### What to work on
Reproduce the records below exactly, but only between the lines holding "#[derive(Debug, Default, Serialize, Deserialize)]" and "pub async fn new(base_dir: PathBuf)", inclusive.

### Input

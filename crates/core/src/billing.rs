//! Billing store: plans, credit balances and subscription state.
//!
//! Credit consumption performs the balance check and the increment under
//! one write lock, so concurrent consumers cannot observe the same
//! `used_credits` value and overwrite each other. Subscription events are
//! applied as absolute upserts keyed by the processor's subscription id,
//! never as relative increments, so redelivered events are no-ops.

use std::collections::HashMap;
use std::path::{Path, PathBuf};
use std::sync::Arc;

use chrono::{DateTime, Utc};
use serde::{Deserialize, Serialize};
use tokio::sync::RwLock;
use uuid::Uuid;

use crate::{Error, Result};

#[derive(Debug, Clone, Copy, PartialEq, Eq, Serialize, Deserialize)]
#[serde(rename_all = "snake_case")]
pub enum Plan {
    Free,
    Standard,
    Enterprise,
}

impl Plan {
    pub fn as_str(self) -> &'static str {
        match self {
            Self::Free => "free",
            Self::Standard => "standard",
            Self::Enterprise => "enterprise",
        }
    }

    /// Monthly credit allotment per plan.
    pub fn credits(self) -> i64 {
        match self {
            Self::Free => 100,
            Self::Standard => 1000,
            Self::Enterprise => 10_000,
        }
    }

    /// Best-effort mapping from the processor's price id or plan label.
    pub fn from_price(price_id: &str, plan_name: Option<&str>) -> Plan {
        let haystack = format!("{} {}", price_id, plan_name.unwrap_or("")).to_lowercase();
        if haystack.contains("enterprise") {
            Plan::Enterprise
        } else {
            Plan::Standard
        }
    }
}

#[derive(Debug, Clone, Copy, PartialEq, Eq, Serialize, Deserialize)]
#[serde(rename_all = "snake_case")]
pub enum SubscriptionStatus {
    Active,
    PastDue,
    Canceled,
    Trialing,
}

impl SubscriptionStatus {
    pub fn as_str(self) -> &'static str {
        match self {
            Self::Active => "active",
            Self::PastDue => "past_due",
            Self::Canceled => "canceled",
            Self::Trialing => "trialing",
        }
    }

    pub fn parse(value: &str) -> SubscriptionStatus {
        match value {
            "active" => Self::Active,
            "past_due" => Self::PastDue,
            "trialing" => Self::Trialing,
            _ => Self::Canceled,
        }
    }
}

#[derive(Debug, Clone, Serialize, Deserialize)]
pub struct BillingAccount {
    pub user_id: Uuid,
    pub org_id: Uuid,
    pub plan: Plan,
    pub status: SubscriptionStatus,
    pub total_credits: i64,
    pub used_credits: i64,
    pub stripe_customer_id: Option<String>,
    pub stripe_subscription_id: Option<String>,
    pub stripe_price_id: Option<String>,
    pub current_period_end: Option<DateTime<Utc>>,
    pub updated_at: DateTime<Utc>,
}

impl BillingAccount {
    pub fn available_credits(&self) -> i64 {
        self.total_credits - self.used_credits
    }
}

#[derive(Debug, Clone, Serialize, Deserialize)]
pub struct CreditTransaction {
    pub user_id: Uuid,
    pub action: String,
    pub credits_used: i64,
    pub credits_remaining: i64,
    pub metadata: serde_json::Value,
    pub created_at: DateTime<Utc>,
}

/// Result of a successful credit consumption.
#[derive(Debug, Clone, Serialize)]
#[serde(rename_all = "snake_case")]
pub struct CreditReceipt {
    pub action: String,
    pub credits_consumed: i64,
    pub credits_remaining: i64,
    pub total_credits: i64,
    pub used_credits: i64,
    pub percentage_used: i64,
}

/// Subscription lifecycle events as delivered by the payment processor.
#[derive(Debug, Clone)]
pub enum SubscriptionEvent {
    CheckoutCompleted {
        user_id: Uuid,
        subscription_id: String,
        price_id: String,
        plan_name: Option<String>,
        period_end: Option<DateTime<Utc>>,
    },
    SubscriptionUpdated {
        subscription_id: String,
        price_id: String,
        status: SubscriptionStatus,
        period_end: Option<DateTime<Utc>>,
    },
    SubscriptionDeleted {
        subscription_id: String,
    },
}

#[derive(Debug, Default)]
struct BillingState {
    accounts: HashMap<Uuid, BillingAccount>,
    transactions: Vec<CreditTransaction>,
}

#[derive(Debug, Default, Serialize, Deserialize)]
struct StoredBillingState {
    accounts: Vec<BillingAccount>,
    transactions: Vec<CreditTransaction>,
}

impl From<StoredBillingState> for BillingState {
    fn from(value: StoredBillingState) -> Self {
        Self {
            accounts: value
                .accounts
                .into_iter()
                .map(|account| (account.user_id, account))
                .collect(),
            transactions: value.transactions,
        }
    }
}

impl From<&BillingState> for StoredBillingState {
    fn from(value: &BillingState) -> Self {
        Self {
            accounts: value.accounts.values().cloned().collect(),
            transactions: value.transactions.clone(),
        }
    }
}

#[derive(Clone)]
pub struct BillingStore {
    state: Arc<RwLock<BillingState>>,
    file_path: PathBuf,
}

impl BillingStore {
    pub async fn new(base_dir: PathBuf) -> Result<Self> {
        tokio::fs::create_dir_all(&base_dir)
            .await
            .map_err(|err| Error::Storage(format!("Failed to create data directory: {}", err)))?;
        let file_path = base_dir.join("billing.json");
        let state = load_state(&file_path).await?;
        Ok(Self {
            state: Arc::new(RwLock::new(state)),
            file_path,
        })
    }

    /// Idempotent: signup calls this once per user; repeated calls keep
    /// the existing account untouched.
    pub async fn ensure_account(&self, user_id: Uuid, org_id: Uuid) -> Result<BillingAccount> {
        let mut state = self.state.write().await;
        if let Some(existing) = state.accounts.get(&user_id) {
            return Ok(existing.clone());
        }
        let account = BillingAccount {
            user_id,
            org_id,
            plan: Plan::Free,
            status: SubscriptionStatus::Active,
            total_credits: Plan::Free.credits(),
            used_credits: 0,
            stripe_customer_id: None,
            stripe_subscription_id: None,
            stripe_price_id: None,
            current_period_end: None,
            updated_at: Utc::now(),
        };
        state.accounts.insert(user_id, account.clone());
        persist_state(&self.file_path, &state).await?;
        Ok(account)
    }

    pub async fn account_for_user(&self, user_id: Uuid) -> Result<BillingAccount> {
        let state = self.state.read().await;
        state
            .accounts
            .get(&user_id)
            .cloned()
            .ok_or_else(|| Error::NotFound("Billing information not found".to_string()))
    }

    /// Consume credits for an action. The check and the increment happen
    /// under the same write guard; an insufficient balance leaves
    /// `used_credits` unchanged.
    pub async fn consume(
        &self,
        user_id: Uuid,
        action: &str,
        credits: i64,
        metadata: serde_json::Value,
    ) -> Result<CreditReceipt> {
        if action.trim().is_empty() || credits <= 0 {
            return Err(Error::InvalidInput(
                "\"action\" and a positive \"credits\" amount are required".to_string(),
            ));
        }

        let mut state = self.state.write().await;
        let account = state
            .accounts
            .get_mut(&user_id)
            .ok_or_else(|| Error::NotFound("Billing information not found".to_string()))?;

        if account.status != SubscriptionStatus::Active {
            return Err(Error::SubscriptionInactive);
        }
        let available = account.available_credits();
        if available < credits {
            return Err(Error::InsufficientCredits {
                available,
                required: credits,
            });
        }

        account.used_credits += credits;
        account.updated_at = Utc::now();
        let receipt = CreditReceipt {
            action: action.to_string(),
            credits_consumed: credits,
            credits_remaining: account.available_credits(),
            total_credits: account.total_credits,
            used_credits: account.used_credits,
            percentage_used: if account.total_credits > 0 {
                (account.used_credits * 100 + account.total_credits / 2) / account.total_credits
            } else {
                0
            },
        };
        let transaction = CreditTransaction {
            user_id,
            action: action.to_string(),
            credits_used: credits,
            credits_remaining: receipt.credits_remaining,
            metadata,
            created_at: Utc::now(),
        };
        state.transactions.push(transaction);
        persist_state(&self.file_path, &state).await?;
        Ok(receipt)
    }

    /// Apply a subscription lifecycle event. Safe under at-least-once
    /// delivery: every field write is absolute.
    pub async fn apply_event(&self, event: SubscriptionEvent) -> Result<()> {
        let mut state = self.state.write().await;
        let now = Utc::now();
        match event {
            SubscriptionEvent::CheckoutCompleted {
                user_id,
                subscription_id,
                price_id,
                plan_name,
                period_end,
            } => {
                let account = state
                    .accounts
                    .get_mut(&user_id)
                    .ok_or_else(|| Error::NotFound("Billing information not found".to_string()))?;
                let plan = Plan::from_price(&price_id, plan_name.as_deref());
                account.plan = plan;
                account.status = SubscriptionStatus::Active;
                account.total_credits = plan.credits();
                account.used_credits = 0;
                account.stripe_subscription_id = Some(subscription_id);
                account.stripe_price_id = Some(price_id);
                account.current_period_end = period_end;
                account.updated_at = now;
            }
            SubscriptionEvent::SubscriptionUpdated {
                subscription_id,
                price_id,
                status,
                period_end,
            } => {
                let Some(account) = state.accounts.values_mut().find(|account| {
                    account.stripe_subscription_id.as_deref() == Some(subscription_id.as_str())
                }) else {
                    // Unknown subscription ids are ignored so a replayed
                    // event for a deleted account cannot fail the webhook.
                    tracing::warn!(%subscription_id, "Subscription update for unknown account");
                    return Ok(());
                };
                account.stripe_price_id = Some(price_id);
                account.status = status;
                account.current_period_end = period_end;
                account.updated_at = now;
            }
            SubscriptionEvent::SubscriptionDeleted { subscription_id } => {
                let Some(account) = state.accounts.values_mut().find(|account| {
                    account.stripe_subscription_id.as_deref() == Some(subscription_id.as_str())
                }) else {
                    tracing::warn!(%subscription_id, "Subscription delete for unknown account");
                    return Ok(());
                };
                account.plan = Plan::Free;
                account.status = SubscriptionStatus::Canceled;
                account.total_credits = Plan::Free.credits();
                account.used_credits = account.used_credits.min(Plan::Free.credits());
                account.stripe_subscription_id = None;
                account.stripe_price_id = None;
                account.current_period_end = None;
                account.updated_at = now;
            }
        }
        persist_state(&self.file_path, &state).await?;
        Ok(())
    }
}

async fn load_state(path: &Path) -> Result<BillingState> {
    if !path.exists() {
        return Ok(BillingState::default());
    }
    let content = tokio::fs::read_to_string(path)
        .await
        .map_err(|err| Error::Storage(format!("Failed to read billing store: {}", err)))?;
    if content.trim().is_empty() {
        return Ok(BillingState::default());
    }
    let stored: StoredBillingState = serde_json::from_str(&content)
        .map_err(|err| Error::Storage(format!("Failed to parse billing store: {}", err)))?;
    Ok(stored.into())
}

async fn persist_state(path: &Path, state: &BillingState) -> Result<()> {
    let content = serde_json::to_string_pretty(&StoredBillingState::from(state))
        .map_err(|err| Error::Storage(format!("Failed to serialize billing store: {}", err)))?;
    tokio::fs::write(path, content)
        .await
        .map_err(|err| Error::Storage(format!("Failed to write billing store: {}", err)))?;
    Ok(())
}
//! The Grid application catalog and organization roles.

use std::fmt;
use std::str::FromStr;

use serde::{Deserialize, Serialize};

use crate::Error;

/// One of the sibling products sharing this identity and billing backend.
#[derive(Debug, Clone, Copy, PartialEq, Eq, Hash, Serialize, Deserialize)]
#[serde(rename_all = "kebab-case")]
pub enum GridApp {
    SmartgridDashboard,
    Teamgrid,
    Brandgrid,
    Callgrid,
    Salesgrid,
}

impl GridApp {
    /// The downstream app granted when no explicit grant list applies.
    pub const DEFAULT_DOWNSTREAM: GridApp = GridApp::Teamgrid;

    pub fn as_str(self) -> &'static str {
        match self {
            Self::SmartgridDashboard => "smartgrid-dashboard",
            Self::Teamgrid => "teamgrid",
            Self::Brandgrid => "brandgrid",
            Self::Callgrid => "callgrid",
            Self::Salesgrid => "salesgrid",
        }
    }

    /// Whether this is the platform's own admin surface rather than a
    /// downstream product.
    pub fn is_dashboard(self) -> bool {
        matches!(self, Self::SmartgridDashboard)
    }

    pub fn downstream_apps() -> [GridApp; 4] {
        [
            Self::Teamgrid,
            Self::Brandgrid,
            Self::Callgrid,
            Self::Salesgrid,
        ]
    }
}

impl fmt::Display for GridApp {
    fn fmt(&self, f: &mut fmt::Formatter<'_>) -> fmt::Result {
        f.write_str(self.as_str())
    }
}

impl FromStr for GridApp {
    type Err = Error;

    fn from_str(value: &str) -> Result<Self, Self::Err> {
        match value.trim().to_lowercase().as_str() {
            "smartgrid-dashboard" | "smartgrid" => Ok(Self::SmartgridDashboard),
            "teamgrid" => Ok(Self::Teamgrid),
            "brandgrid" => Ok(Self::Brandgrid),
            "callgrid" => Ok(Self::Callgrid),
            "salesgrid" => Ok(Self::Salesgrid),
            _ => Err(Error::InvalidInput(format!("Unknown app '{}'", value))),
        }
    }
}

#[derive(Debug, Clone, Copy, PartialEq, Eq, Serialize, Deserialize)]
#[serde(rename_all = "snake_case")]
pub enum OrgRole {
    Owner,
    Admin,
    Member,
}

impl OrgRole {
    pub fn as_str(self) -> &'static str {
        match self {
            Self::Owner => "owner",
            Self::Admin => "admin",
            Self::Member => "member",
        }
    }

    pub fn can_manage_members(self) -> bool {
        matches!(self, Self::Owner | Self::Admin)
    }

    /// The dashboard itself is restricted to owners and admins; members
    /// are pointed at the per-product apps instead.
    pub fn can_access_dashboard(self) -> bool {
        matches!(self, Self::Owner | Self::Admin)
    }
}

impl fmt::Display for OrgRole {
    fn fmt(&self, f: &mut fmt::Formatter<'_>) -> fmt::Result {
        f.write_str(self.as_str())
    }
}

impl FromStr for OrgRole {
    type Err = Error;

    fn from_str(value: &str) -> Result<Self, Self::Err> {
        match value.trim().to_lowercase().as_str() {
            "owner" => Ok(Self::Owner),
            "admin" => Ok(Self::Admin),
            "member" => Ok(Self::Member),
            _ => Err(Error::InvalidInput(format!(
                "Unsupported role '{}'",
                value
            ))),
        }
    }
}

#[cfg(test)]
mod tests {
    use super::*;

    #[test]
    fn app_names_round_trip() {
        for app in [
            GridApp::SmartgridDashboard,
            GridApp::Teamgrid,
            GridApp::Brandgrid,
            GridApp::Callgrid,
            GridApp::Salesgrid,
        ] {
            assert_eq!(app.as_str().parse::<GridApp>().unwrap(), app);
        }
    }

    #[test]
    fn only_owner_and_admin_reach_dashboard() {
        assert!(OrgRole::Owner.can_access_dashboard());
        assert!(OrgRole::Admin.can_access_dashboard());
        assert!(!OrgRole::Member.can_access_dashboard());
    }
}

### Answer box
#[derive(Debug, Default, Serialize, Deserialize)]
struct StoredBillingState {
    accounts: Vec<BillingAccount>,
    transactions: Vec<CreditTransaction>,
}

impl From<StoredBillingState> for BillingState {
    fn from(value: StoredBillingState) -> Self {
        Self {
            accounts: value
                .accounts
                .into_iter()
                .map(|account| (account.user_id, account))
                .collect(),
            transactions: value.transactions,
        }
    }
}

impl From<&BillingState> for StoredBillingState {
    fn from(value: &BillingState) -> Self {
        Self {
            accounts: value.accounts.values().cloned().collect(),
            transactions: value.transactions.clone(),
        }
    }
}

#[derive(Clone)]
pub struct BillingStore {
    state: Arc<RwLock<BillingState>>,
    file_path: PathBuf,
}

impl BillingStore {
    pub async fn new(base_dir: PathBuf) -> Result<Self> {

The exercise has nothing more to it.